Two weeks ago, a news report said that Mumbai hospitals were returning 81 ventilators made locally due to “non-performance”. The ventilators were made by the AgVa-Maruti consortium, where AgVa designed the product, and Maruti gave it technical and other support in procuring some parts through its own vendors.

CNBC-TV18 quoted the AgVa founder Diwakar Vaish as saying that his low-cost ventilators (costing Rs 1.5 lakh apiece) were not meant as replacements for high-end ventilators costing more than five times as much; they were good enough to help Covid-19 patients.

In any event, a slightly upgraded model, costing Rs 1.8 lakh, could deliver oxygen to patients in the required concentrations. But hospitals and doctors are obviously not convinced, and believe the indigenous ventilators must match the performance of the ones they are already using.

The PM Cares Fund has allocated funds for the purchase of 50,000 ventilators, of which an order for 10,000 was placed with AgVa, and 30,000 with a BEL-Skanray consortium.

One does not have to dismiss the complaints from hospitals and doctors as untenable, but this problem should have been anticipated earlier. It is human nature to resist change of any kind. If doctors and healthcare technicians are used to one kind of ventilator, a new model which needs different handling or some re-learning, and additionally may have teething troubles, will look like a compromise to them.

Second, there will always be vested interests acting against new and cheaper technology. The old ventilators and their vendors will have a good reason to highlight problems with the new vendors as it will destroy their businesses and margins.

Middlemen and hospital administrators dealing with the old vendors will thus be resistant to accept that most of what the old technology delivered can also be delivered by the new ventilator with some mindset changes and adjustments. Old dogs need to learn new tricks.
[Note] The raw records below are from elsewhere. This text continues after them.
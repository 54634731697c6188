// Region/city enrichment via the static park directory.
//
// Resolution is a trust hierarchy: explicit source columns beat the static
// lookup, which beats token scanning of surrounding text, which beats the
// sentinels. Explicitly filled city/region cells are never overwritten.
use crate::config::{self, ParkDirectory, DEFAULT_PARKS, OTHER_LOCATION, UNKNOWN_PARK};
use crate::types::ProjectRecord;

/// Scan free text for any known park-name token.
pub fn find_park_token(text: &str) -> Option<&'static str> {
    config::PARK_TOKENS.iter().find(|t| text.contains(*t)).copied()
}

pub struct LocationEnricher {
    parks: ParkDirectory,
}

impl LocationEnricher {
    pub fn new(parks: ParkDirectory) -> Self {
        Self { parks }
    }

    /// Fill in park, city and region on one record.
    ///
    /// A blank park cell falls back, in order, to the caller-supplied
    /// `park_name` (taken verbatim, so new sites outside the known token
    /// list still work), a token scan of `source_hint` (the file stem or
    /// sheet name, where sites often encode the park), and a token scan of
    /// the project title itself.
    pub fn enrich(&self, record: &mut ProjectRecord, park_name: Option<&str>, source_hint: &str) {
        if record.park.trim().is_empty() {
            record.park = park_name
                .map(str::trim)
                .filter(|p| !p.is_empty())
                .or_else(|| find_park_token(source_hint))
                .or_else(|| find_park_token(&record.project_name))
                .unwrap_or(UNKNOWN_PARK)
                .to_string();
        }
        if record.city.trim().is_empty() {
            record.city = self
                .parks
                .city_of(&record.park)
                .unwrap_or(OTHER_LOCATION)
                .to_string();
        }
        if record.region.trim().is_empty() {
            record.region = self
                .parks
                .region_of(&record.park)
                .unwrap_or(OTHER_LOCATION)
                .to_string();
        }
    }
}

impl Default for LocationEnricher {
    fn default() -> Self {
        Self::new(DEFAULT_PARKS.clone())
    }
}

#[cfg(test)]
mod tests {
    use super::*;
    use std::collections::BTreeMap;
    use crate::types::Milestone;

    fn record(park: &str, city: &str, region: &str, project_name: &str) -> ProjectRecord {
        let mut timeline = BTreeMap::new();
        for m in Milestone::ALL {
            timeline.insert(m, None);
        }
        ProjectRecord {
            sequence_number: 1,
            park: park.to_string(),
            region: region.to_string(),
            city: city.to_string(),
            project_tier: String::new(),
            project_category: String::new(),
            discipline: String::new(),
            discipline_subtype: None,
            project_name: project_name.to_string(),
            planned_amount: 0.0,
            contractor: None,
            headquarters_focus: None,
            timeline,
            extras: Vec::new(),
        }
    }

    fn synthetic() -> LocationEnricher {
        LocationEnricher::new(ParkDirectory::from_entries(&[("燕园", "北京", "北部区域")]))
    }

    #[test]
    fn explicit_source_columns_are_never_overwritten() {
        let mut rec = record("燕园", "手填城市", "手填区域", "");
        synthetic().enrich(&mut rec, None, "");
        assert_eq!(rec.city, "手填城市");
        assert_eq!(rec.region, "手填区域");
    }

    #[test]
    fn directory_lookup_fills_city_and_region() {
        let mut rec = record("燕园", "", "", "");
        synthetic().enrich(&mut rec, None, "");
        assert_eq!(rec.city, "北京");
        assert_eq!(rec.region, "北部区域");
    }

    #[test]
    fn supplied_park_name_is_taken_verbatim() {
        // A site outside the known token list must not degrade to the
        // unknown-park sentinel when the caller names it explicitly.
        let mut rec = record("", "", "", "");
        synthetic().enrich(&mut rec, Some("颐养苑"), "workbook2");
        assert_eq!(rec.park, "颐养苑");
        assert_eq!(rec.city, OTHER_LOCATION);
        assert_eq!(rec.region, OTHER_LOCATION);

        // The explicit park column still beats the supplied name.
        let mut rec = record("燕园", "", "", "");
        synthetic().enrich(&mut rec, Some("颐养苑"), "");
        assert_eq!(rec.park, "燕园");
        assert_eq!(rec.city, "北京");
    }

    #[test]
    fn blank_park_resolves_from_hint_then_project_name() {
        let mut rec = record("", "", "", "");
        synthetic().enrich(&mut rec, None, "燕园2024进度表");
        assert_eq!(rec.park, "燕园");

        let mut rec = record("", "", "", "蜀园食堂改造");
        synthetic().enrich(&mut rec, None, "上传文件");
        assert_eq!(rec.park, "蜀园");
        // Not in the synthetic directory, so location falls to the sentinel.
        assert_eq!(rec.city, OTHER_LOCATION);
        assert_eq!(rec.region, OTHER_LOCATION);
    }

    #[test]
    fn unresolvable_park_gets_the_sentinels() {
        let mut rec = record("", "", "", "无名项目");
        synthetic().enrich(&mut rec, None, "workbook2");
        assert_eq!(rec.park, UNKNOWN_PARK);
        assert_eq!(rec.city, OTHER_LOCATION);
        assert_eq!(rec.region, OTHER_LOCATION);
    }
}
Third, you cannot build domestic competence without closer cooperation between user and developer. If the cheaper domestic ventilators are not working as well as doctors and technicians want them to, the solution is greater engagement between the two so that future models of the same product will not only match existing products in price but also performance.

Excellence and cost-competitiveness are not hit-or-miss affairs. The road to world class performance by any product or service depends on incremental improvements accompanied by occasional quantum leaps in technology.
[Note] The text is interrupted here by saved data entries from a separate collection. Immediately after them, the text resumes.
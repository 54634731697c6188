// Derived views over the normalized table: the stable-demand predicate,
// flat export rows, and a per-park rollup for the console preview.
use std::collections::HashMap;

use chrono::Datelike;
use serde::Serialize;

use crate::types::{ExportRow, Milestone, NormalizedTable, ParkSummaryRow};
use crate::util::{format_int, format_number};

/// Column token that marks a requirement-approval column; matched by
/// containment so suffix variants like 需求立项日期 still count.
const REQUIREMENT_APPROVAL_TOKEN: &str = "需求立项";

/// One flag per record: the requirement has been formally approved.
///
/// A record is stable iff its requirement-approval date survived the date
/// decoder (so it is not a 1900 placeholder) and falls in year 2000 or
/// later. Tables without any requirement-approval-like column flag every
/// record not-stable; that is a documented limitation, not an error.
pub fn stable_demand_flags(table: &NormalizedTable) -> Vec<bool> {
    let has_column = table
        .columns
        .iter()
        .any(|c| c.contains(REQUIREMENT_APPROVAL_TOKEN));
    if !has_column {
        return vec![false; table.len()];
    }
    table
        .records
        .iter()
        .map(|r| {
            r.milestone(Milestone::RequirementApproval)
                .map(|d| d.year() >= 2000)
                .unwrap_or(false)
        })
        .collect()
}

/// Flat rows for CSV export and table previews, in table order.
pub fn export_rows(table: &NormalizedTable, flags: &[bool]) -> Vec<ExportRow> {
    table
        .records
        .iter()
        .zip(flags)
        .map(|(r, stable)| ExportRow {
            sequence: r.sequence_number,
            park: r.park.clone(),
            city: r.city.clone(),
            region: r.region.clone(),
            tier: r.project_tier.clone(),
            discipline: r.discipline.clone(),
            project_name: r.project_name.clone(),
            planned_amount: format_number(r.planned_amount, 0),
            requirement_approval: r
                .milestone(Milestone::RequirementApproval)
                .map(|d| d.format("%Y-%m-%d").to_string())
                .unwrap_or_default(),
            stable: (if *stable { "是" } else { "否" }).to_string(),
        })
        .collect()
}

/// Per-park rollup, sorted by total planned amount descending.
pub fn park_summary(table: &NormalizedTable, flags: &[bool]) -> Vec<ParkSummaryRow> {
    #[derive(Default)]
    struct Acc {
        city: String,
        region: String,
        projects: usize,
        total_amount: f64,
        stable: usize,
    }

    let mut map: HashMap<String, Acc> = HashMap::new();
    for (r, stable) in table.records.iter().zip(flags) {
        let acc = map.entry(r.park.clone()).or_default();
        acc.city = r.city.clone();
        acc.region = r.region.clone();
        acc.projects += 1;
        acc.total_amount += r.planned_amount;
        if *stable {
            acc.stable += 1;
        }
    }

    let mut rows: Vec<(f64, ParkSummaryRow)> = map
        .into_iter()
        .map(|(park, acc)| {
            let row = ParkSummaryRow {
                park,
                city: acc.city,
                region: acc.region,
                projects: format_int(acc.projects as i64),
                total_amount: format_number(acc.total_amount, 0),
                stable_projects: format_int(acc.stable as i64),
            };
            (acc.total_amount, row)
        })
        .collect();
    rows.sort_by(|a, b| b.0.partial_cmp(&a.0).unwrap_or(std::cmp::Ordering::Equal));
    rows.into_iter().map(|(_, row)| row).collect()
}

/// Headline numbers written to the JSON summary.
#[derive(Debug, Serialize)]
pub struct IngestSummary {
    pub total_projects: usize,
    pub total_parks: usize,
    pub total_planned_amount: f64,
    pub stable_projects: usize,
}

pub fn summarize(table: &NormalizedTable, flags: &[bool]) -> IngestSummary {
    let parks: std::collections::HashSet<&str> =
        table.records.iter().map(|r| r.park.as_str()).collect();
    IngestSummary {
        total_projects: table.len(),
        total_parks: parks.len(),
        total_planned_amount: table.records.iter().map(|r| r.planned_amount).sum(),
        stable_projects: flags.iter().filter(|f| **f).count(),
    }
}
The Chief of Defence Staff, General Bipin Rawat, said a few months ago that domestic production of defence equipment meant lowering the GSQR (general staff qualitative requirements) in the short run, so that domestic manufacturers can begin supplies and then use the incomes to do more R&D and improve their products to world class. Gen Rawat said that if domestic producers can meet reasonable quality specs, the military should be willing to compromise.
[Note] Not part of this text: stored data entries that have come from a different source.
// Organization-specific naming conventions used by the ingestion engine.
//
// Every list here is configuration data tied to how the source sheets are
// actually filled in, not an algorithmic constant. Callers that ingest data
// from a different organization are expected to swap these out (the park
// directory is injected; the token lists are compiled defaults).
use once_cell::sync::Lazy;
use std::collections::HashMap;

use crate::types::Milestone;

/// Column names that identify the sequence-number column, in preference order.
pub const SEQUENCE_COLUMNS: [&str; 2] = ["序号", "编号"];

/// Key columns used by the sheet classifier: a block is a progress sheet iff
/// it has a sequence column and at least one of these.
pub const KEY_COLUMNS: [&str; 4] = ["项目分级", "专业", "拟定金额", "项目名称"];

/// Sequence-cell prefixes that mark subtotal/summary rows, never data rows.
pub const SUMMARY_ROW_PREFIXES: [&str; 4] = ["合计行", "合计", "差额", "小计"];

/// String tokens treated as "no date" before any parsing is attempted.
pub const ABSENT_TOKENS: [&str; 4] = ["", "nan", "None", "NaT"];

/// Sentinel park name for records whose park cannot be resolved at all.
pub const UNKNOWN_PARK: &str = "未知园区";

/// Sentinel for city/region when the park is not in the directory.
pub const OTHER_LOCATION: &str = "其他";

/// Known park names, scanned as substrings of file names, sheet names and
/// project titles when the park column itself is blank.
pub const PARK_TOKENS: [&str; 24] = [
    "燕园", "蜀园", "吴园", "粤园", "申园", "楚园", "鹭园", "大清谷",
    "湘园", "沈园", "桂园", "琴园", "赣园", "苏园", "甬园", "豫园",
    "渝园", "徽园", "鹏园", "瓯园", "福园", "儒园", "津园", "滇园",
];

/// Column name for the park field and its synonym used by some sites.
pub const PARK_COLUMNS: [&str; 2] = ["园区", "社区"];
pub const CITY_COLUMN: &str = "城市";
pub const REGION_COLUMN: &str = "所属区域";
pub const TIER_COLUMN: &str = "项目分级";
pub const CATEGORY_COLUMN: &str = "项目分类";
pub const DISCIPLINE_COLUMN: &str = "专业";
pub const SUBTYPE_COLUMNS: [&str; 2] = ["专业细分", "专业分包"];
pub const PROJECT_NAME_COLUMN: &str = "项目名称";
pub const AMOUNT_COLUMN: &str = "拟定金额";
pub const CONTRACTOR_COLUMNS: [&str; 2] = ["拟定承建组织", "拟定承建组"];
pub const HQ_FOCUS_COLUMN: &str = "总部重点关注项目";

/// Whether a resolved column name belongs to the fixed canonical schema.
///
/// Canonical columns merge by name across sources; anything else is an
/// "extra" column and gets deduplicated with numeric suffixes on merge.
pub fn is_canonical_column(name: &str) -> bool {
    let name = name.trim();
    SEQUENCE_COLUMNS.contains(&name)
        || PARK_COLUMNS.contains(&name)
        || SUBTYPE_COLUMNS.contains(&name)
        || CONTRACTOR_COLUMNS.contains(&name)
        || [
            CITY_COLUMN,
            REGION_COLUMN,
            TIER_COLUMN,
            CATEGORY_COLUMN,
            DISCIPLINE_COLUMN,
            PROJECT_NAME_COLUMN,
            AMOUNT_COLUMN,
            HQ_FOCUS_COLUMN,
        ]
        .contains(&name)
        || Milestone::ALL.iter().any(|m| m.label() == name)
}

/// Read-only park → city / park → region lookup, injected into the
/// location enricher so tests can substitute synthetic directories.
#[derive(Debug, Clone, Default)]
pub struct ParkDirectory {
    city: HashMap<String, String>,
    region: HashMap<String, String>,
}

impl ParkDirectory {
    /// Build a directory from `(park, city, region)` entries.
    pub fn from_entries(entries: &[(&str, &str, &str)]) -> Self {
        let mut dir = Self::default();
        for (park, city, region) in entries {
            dir.city.insert((*park).to_string(), (*city).to_string());
            dir.region.insert((*park).to_string(), (*region).to_string());
        }
        dir
    }

    pub fn city_of(&self, park: &str) -> Option<&str> {
        self.city.get(park).map(String::as_str)
    }

    pub fn region_of(&self, park: &str) -> Option<&str> {
        self.region.get(park).map(String::as_str)
    }
}

/// Default directory covering the 24 known parks.
pub static DEFAULT_PARKS: Lazy<ParkDirectory> = Lazy::new(|| {
    ParkDirectory::from_entries(&[
        ("燕园", "北京", "北部区域"),
        ("津园", "天津", "北部区域"),
        ("沈园", "沈阳", "北部区域"),
        ("儒园", "济南", "北部区域"),
        ("豫园", "郑州", "北部区域"),
        ("申园", "上海", "东部区域"),
        ("吴园", "苏州", "东部区域"),
        ("苏园", "南京", "东部区域"),
        ("甬园", "宁波", "东部区域"),
        ("大清谷", "杭州", "东部区域"),
        ("瓯园", "温州", "东部区域"),
        ("徽园", "合肥", "东部区域"),
        ("粤园", "广州", "南部区域"),
        ("鹏园", "深圳", "南部区域"),
        ("桂园", "南宁", "南部区域"),
        ("琴园", "珠海", "南部区域"),
        ("福园", "福州", "南部区域"),
        ("鹭园", "厦门", "南部区域"),
        ("蜀园", "成都", "西部区域"),
        ("渝园", "重庆", "西部区域"),
        ("滇园", "昆明", "西部区域"),
        ("楚园", "武汉", "中部区域"),
        ("湘园", "长沙", "中部区域"),
        ("赣园", "南昌", "中部区域"),
    ])
});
The bald reality is India needs to produce many more Tejas light combat aircraft – which obviously cannot match a Rafale or an F-16 just yet – before Hindustan Aeronautics or its suppliers can match their global competitors. But if you do not encourage the Tejas today you won’t get a Rafale-equivalent made in India tomorrow.

Atmanirbharta is a journey, not a destination. The hospitals who rejected the domestically made ventilator should engage with the developers and tell then what they want. And in the short run, they should be willing to use slightly lower technology or follow different protocols in order to make domestic products work.

And let’s not forget, an Indian MiG brought down a Pakistani F16 last year. Often it is the human being behind the machine who makes the difference.